====== DATA PROVIDED ======
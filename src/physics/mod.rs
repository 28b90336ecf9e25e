// src/physics/mod.rs
pub mod electrostatics;
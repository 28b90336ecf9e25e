// src/lib.rs

pub mod debug;
pub mod input;
pub mod math;
pub mod physics;
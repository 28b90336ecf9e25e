// src/input.rs
//
// Eingabe von Ladungen: interaktiv, per Kommandozeile oder zufällig.
use crate::math::{types::*, utils::random::random_point_in_rect};
use crate::physics::electrostatics::{Charge, ChargeSet, ChargeSetBuilder};
use bevy::log::{debug, info};
use rand::{Rng, SeedableRng, rngs::StdRng};
use std::io::{BufRead, Write};
use std::str::FromStr;
use thiserror::Error;

/// Maximaler Betrag zufällig erzeugter Ladungen in Coulomb
pub const RANDOM_CHARGE_LIMIT: f64 = 1e-9;

#[derive(Error, Debug)]
pub enum InputError {
    #[error("I/O error while reading charges: {0}")]
    Io(#[from] std::io::Error),

    #[error("No charges were entered")]
    NoCharges,

    #[error("Invalid charge '{input}': {reason}")]
    Parse { input: String, reason: String },
}

/// Parst eine Ladung im Format `q,x,y` (Coulomb, Meter).
impl FromStr for Charge {
    type Err = InputError;

    fn from_str(input: &str) -> Result<Self, Self::Err> {
        let parse_error = |reason: String| InputError::Parse {
            input: input.to_string(),
            reason,
        };

        let fields: Vec<&str> = input.split(',').map(str::trim).collect();
        let &[q, x, y] = fields.as_slice() else {
            return Err(parse_error(format!(
                "expected 3 comma-separated values, got {}",
                fields.len()
            )));
        };

        let number = |name: &str, text: &str| -> Result<f64, InputError> {
            match text.parse::<f64>() {
                Ok(value) if value.is_finite() => Ok(value),
                Ok(value) => Err(parse_error(format!("{name} must be finite, got {value}"))),
                Err(e) => Err(parse_error(format!("{name}: {e}"))),
            }
        };

        Ok(Charge::new(
            number("charge", q)?,
            Point2D::new(number("x", x)?, number("y", y)?),
        ))
    }
}

/// Ergebnis einer einzelnen Eingabeaufforderung.
enum Answer {
    Value(f64),
    Invalid,
    Eof,
}

fn ask_number<R: BufRead, W: Write>(
    reader: &mut R,
    writer: &mut W,
    prompt: &str,
) -> Result<Answer, InputError> {
    write!(writer, "{prompt}")?;
    writer.flush()?;

    let mut line = String::new();
    if reader.read_line(&mut line)? == 0 {
        return Ok(Answer::Eof);
    }
    Ok(match line.trim().parse::<f64>() {
        Ok(value) if value.is_finite() => Answer::Value(value),
        _ => Answer::Invalid,
    })
}

fn wants_another(answer: &str) -> bool {
    matches!(
        answer.trim().to_lowercase().as_str(),
        "y" | "yes" | "si" | "sì"
    )
}

/// Interaktive Eingabe: fragt Ladung, X und Y ab, bis der Nutzer verneint.
///
/// Ungültige Zahlen werden gemeldet und die aktuelle Ladung neu abgefragt.
/// EOF vor der ersten vollständigen Ladung ergibt [`InputError::NoCharges`],
/// danach beendet EOF die Eingabe.
pub fn prompt_charges<R: BufRead, W: Write>(
    reader: &mut R,
    writer: &mut W,
) -> Result<ChargeSet, InputError> {
    let mut builder = ChargeSetBuilder::new();

    'charges: loop {
        let label = ChargeSet::label(builder.len());
        let prompts = [
            format!("Enter the charge (in Coulomb) for {label}: "),
            format!("Enter the X coordinate (in meters) for {label}: "),
            format!("Enter the Y coordinate (in meters) for {label}: "),
        ];

        let mut values = [0.0; 3];
        for (value, prompt) in values.iter_mut().zip(&prompts) {
            match ask_number(reader, writer, prompt)? {
                Answer::Value(v) => *value = v,
                Answer::Invalid => {
                    writeln!(writer, "Invalid input. Please enter a valid number.")?;
                    continue 'charges;
                }
                Answer::Eof => break 'charges,
            }
        }

        let [q, x, y] = values;
        builder.push(Charge::new(q, Point2D::new(x, y)));
        debug!("Added {label} = {q} C at ({x}, {y})");

        write!(writer, "Add another charge? (yes/no): ")?;
        writer.flush()?;
        let mut answer = String::new();
        if reader.read_line(&mut answer)? == 0 || !wants_another(&answer) {
            break;
        }
    }

    if builder.is_empty() {
        return Err(InputError::NoCharges);
    }
    info!("Entered {} charges", builder.len());
    Ok(builder.build())
}

/// Erzeugt `count` zufällige Ladungen (Betrag in ±1 nC) innerhalb von `bounds`.
pub fn random_charges(count: usize, bounds: &Bounds2D, seed: Option<u64>) -> ChargeSet {
    let mut rng = match seed {
        Some(seed) => StdRng::seed_from_u64(seed),
        None => StdRng::from_os_rng(),
    };

    (0..count)
        .map(|_| {
            let magnitude = rng.random_range(-RANDOM_CHARGE_LIMIT..=RANDOM_CHARGE_LIMIT);
            Charge::new(magnitude, random_point_in_rect(bounds.min, bounds.max, &mut rng))
        })
        .collect()
}
pub mod algorithms;
pub mod error;
pub mod scalar_field;
pub mod types;
pub mod utils;

// Re-exports für einfache Verwendung
pub use error::{MathError, MathResult};
pub use types::*;

// Öffentliche API
pub mod prelude {
    pub use super::{
        algorithms::{contour_levels, iso_lines, marching_squares, IsoLine},
        error::{MathError, MathResult},
        scalar_field::ScalarField2D,
        types::*,
        utils::constants::COULOMB_K,
    };
}
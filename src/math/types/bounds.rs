// src/math/types/bounds.rs

use crate::math::{error::*, types::*};
use serde::{Deserialize, Serialize};
use std::fmt;

/// 2D Bounding Box (Axis-Aligned Bounding Box)
#[derive(Debug, Clone, Copy, PartialEq, Serialize, Deserialize)]
pub struct Bounds2D {
    pub min: Point2D,
    pub max: Point2D,
}

impl Bounds2D {
    /// Erstellt eine neue Bounding Box
    pub fn new(min: Point2D, max: Point2D) -> MathResult<Self> {
        if min.x > max.x || min.y > max.y {
            return Err(MathError::InvalidConfiguration {
                message: format!("Invalid bounds: min {:?} > max {:?}", min, max),
            });
        }

        Ok(Self { min, max })
    }

    /// Symmetrische Box `[-extent, extent]²` um den Ursprung
    pub fn symmetric(extent: f64) -> MathResult<Self> {
        if !(extent.is_finite() && extent > 0.0) {
            return Err(MathError::InvalidConfiguration {
                message: format!("Extent must be positive and finite, got {extent}"),
            });
        }
        Self::new(Point2D::splat(-extent), Point2D::splat(extent))
    }

    /// Erstellt eine Bounding Box die alle Punkte umschließt
    pub fn from_points_iter<I>(points: I) -> Option<Self>
    where
        I: IntoIterator<Item = Point2D>,
    {
        let mut points_iter = points.into_iter();
        let first_point = points_iter.next()?;

        let mut min = first_point;
        let mut max = first_point;

        for point in points_iter {
            min = min.min(point);
            max = max.max(point);
        }

        Some(Self { min, max })
    }

    pub fn width(&self) -> f64 {
        (self.max.x - self.min.x).max(0.0)
    }

    pub fn height(&self) -> f64 {
        (self.max.y - self.min.y).max(0.0)
    }

    pub fn size(&self) -> Point2D {
        Point2D::new(self.width(), self.height())
    }

    /// Prüft ob ein Punkt in der Bounding Box liegt
    pub fn contains_point(&self, point: Point2D) -> bool {
        point.x >= self.min.x
            && point.x <= self.max.x
            && point.y >= self.min.y
            && point.y <= self.max.y
    }

    /// Erweitert die Bounding Box um einen Margin
    pub fn expand(&self, margin: f64) -> Self {
        Self {
            min: self.min - Point2D::splat(margin),
            max: self.max + Point2D::splat(margin),
        }
    }
}

impl fmt::Display for Bounds2D {
    fn fmt(&self, f: &mut fmt::Formatter<'_>) -> fmt::Result {
        write!(
            f,
            "Bounds2D(({:.3}, {:.3}) to ({:.3}, {:.3}))",
            self.min.x, self.min.y, self.max.x, self.max.y
        )
    }
}
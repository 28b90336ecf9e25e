// src/math/types/mod.rs
pub mod bounds;

pub use bounds::*;

// Re-export häufig verwendete externe Typen
pub use bevy::math::DVec2;

// Einheitliche Typen für das gesamte Modul
pub type Point2D = DVec2;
======
— TO DO —
If a line in the data above includes the string "reader", copy it.

— TASK ANSWER —
    reader: &mut R,
    if reader.read_line(&mut line)? == 0 {
    reader: &mut R,
            match ask_number(reader, writer, prompt)? {
        if reader.read_line(&mut answer)? == 0 || !wants_another(&answer) {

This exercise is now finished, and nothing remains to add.